◆ **DATASET RECORDS**
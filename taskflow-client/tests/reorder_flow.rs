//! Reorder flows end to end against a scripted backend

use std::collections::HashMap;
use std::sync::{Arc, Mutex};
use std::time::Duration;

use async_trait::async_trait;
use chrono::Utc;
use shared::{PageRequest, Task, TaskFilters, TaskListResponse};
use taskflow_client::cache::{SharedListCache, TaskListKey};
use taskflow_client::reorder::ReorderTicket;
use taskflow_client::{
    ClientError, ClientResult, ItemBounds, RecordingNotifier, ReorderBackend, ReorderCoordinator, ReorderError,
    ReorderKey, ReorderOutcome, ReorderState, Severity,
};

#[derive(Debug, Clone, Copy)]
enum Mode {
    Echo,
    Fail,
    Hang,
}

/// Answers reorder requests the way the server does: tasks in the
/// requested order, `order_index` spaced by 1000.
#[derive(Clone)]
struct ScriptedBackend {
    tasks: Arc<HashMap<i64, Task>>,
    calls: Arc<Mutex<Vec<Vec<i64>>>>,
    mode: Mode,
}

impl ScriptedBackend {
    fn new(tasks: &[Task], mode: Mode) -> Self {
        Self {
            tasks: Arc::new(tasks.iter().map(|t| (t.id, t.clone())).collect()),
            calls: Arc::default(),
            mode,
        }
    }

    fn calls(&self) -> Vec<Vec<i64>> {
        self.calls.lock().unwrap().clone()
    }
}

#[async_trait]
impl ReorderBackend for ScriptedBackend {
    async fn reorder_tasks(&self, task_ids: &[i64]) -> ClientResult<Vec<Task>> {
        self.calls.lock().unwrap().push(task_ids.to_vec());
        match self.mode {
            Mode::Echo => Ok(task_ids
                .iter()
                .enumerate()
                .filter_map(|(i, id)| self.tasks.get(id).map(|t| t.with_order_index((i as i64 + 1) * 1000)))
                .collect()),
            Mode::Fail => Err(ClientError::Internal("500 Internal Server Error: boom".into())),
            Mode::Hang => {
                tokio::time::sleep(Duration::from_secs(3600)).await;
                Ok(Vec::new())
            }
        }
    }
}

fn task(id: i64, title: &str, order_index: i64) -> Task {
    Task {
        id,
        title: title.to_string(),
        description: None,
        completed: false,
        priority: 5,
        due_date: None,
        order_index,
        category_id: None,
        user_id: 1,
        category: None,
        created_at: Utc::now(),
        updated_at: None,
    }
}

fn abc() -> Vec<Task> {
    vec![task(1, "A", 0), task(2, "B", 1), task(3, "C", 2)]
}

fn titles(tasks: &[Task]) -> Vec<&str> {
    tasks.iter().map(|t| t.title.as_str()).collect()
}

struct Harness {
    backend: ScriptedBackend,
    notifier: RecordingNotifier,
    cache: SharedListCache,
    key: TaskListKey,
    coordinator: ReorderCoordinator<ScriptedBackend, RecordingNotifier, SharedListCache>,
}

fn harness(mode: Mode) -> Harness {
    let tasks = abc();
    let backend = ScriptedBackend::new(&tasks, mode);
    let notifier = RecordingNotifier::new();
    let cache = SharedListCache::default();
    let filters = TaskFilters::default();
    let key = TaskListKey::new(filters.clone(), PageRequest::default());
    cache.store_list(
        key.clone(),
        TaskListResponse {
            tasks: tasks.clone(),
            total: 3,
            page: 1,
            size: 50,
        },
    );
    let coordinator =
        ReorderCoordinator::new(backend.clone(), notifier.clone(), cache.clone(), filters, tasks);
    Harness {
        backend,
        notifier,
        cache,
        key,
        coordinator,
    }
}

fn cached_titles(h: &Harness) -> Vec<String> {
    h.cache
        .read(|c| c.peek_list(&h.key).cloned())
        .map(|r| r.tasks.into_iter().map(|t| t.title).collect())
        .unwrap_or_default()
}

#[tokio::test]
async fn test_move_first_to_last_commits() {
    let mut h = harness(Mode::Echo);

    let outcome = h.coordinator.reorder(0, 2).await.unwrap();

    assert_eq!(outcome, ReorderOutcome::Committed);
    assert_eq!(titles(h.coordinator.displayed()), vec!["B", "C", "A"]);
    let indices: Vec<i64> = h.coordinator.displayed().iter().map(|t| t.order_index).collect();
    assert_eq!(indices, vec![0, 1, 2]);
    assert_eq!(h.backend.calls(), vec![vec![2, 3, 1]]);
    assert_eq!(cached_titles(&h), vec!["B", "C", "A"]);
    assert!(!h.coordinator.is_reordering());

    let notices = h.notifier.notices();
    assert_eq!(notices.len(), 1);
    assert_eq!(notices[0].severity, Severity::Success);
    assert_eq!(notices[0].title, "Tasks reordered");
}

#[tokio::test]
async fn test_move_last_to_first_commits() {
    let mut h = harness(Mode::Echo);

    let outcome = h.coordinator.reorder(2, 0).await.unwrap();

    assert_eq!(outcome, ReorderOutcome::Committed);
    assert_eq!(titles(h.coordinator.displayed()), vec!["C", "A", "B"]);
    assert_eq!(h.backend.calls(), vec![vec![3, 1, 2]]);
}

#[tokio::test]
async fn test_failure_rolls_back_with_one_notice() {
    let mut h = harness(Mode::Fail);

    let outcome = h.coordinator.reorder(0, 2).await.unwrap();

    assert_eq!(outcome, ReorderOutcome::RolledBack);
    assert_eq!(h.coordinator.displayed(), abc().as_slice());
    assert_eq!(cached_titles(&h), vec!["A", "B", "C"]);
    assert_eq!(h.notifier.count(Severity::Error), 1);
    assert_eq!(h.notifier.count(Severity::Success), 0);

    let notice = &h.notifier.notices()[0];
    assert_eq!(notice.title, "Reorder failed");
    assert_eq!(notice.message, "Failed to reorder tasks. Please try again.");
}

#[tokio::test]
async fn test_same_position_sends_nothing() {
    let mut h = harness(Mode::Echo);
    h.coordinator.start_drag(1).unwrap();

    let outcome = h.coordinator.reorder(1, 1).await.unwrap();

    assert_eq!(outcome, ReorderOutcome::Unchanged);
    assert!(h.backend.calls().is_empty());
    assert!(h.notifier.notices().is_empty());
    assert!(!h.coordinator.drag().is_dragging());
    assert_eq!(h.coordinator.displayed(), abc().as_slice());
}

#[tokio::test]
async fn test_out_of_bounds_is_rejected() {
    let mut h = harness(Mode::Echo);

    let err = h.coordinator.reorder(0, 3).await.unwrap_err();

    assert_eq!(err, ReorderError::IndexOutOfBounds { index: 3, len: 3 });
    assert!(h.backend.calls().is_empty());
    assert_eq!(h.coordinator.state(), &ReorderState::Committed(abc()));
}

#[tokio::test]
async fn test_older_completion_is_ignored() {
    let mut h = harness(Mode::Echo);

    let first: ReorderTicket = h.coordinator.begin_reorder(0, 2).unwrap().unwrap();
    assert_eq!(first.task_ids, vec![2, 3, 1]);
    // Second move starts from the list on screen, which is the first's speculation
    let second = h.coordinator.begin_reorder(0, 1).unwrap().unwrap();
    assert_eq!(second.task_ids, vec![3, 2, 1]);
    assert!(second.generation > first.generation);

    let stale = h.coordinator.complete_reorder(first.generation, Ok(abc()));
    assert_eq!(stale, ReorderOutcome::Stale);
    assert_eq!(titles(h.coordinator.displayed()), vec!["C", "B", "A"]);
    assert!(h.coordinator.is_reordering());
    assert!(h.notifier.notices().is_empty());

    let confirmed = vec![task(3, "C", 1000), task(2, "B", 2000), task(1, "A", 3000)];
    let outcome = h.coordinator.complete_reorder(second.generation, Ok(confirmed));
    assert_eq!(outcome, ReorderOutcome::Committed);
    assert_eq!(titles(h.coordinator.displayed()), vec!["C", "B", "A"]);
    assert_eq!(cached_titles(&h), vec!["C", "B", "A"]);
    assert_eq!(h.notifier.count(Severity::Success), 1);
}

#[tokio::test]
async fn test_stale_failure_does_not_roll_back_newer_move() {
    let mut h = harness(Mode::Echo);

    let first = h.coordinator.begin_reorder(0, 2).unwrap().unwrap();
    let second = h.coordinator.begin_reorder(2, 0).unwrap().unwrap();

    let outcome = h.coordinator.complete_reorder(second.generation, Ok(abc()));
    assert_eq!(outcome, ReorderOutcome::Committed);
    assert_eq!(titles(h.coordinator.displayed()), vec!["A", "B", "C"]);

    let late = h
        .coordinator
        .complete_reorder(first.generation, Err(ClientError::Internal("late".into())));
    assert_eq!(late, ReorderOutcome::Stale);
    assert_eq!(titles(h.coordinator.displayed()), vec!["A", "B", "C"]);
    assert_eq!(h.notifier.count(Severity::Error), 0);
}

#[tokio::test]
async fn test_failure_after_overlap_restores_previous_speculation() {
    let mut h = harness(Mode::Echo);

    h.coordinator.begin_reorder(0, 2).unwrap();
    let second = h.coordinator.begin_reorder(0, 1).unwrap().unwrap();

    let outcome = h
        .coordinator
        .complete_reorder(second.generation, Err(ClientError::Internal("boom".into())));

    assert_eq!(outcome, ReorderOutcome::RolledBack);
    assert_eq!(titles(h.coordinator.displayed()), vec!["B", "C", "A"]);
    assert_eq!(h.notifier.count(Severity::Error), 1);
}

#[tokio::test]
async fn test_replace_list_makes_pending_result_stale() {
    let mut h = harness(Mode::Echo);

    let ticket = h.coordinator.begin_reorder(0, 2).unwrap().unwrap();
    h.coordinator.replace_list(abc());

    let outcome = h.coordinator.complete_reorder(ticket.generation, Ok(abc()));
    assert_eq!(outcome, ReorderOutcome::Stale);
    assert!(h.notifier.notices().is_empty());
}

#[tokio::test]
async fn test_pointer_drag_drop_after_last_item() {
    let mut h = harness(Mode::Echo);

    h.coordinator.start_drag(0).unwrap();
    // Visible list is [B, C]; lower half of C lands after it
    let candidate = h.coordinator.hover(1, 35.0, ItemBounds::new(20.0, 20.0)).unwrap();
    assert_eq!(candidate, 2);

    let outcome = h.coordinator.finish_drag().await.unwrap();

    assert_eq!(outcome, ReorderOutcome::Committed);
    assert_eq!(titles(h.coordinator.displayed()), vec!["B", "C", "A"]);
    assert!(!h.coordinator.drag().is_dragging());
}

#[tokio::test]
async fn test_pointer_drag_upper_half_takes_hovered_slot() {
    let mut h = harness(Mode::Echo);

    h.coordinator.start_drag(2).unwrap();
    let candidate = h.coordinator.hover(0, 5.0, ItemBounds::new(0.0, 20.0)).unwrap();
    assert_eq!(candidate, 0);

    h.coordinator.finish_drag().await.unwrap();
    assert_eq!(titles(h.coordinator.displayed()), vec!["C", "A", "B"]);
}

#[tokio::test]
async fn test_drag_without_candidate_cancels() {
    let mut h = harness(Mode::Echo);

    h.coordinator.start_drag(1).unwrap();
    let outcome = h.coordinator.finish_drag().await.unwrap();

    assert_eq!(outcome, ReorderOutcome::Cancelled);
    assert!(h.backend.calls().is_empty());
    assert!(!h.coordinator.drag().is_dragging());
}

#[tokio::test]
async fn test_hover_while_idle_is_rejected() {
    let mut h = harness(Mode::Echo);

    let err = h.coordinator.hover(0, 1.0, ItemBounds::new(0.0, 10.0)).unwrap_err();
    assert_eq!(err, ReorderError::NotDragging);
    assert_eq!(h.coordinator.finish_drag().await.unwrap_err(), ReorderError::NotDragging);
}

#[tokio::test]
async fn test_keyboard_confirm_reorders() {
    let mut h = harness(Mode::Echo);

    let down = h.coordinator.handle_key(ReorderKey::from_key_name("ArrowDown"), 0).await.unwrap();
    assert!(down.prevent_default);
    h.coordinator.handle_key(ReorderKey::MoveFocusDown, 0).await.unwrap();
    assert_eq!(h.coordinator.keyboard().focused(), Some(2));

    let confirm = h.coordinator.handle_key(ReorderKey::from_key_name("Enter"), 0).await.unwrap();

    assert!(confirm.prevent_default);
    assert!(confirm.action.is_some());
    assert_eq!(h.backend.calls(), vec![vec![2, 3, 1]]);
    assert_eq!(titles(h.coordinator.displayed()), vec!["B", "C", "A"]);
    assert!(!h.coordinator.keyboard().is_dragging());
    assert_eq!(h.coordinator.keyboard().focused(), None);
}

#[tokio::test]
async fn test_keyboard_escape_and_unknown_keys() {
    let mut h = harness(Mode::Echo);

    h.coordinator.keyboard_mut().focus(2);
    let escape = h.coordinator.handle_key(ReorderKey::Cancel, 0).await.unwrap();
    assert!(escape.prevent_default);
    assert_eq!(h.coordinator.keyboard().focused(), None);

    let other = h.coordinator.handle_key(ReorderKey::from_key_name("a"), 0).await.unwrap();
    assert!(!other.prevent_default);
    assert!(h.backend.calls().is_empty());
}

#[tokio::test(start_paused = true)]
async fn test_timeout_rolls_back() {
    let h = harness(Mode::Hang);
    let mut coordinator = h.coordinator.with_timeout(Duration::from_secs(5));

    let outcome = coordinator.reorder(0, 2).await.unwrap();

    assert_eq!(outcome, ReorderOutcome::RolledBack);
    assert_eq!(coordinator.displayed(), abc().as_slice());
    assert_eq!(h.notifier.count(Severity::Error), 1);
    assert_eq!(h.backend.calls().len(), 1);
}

◆ **WHAT THE EXERCISE ASKS**
Working from the listing above, pick out every line that has "indices" and copy it.

◆ **TASK RESULT**
    let indices: Vec<i64> = h.coordinator.displayed().iter().map(|t| t.order_index).collect();
    assert_eq!(indices, vec![0, 1, 2]);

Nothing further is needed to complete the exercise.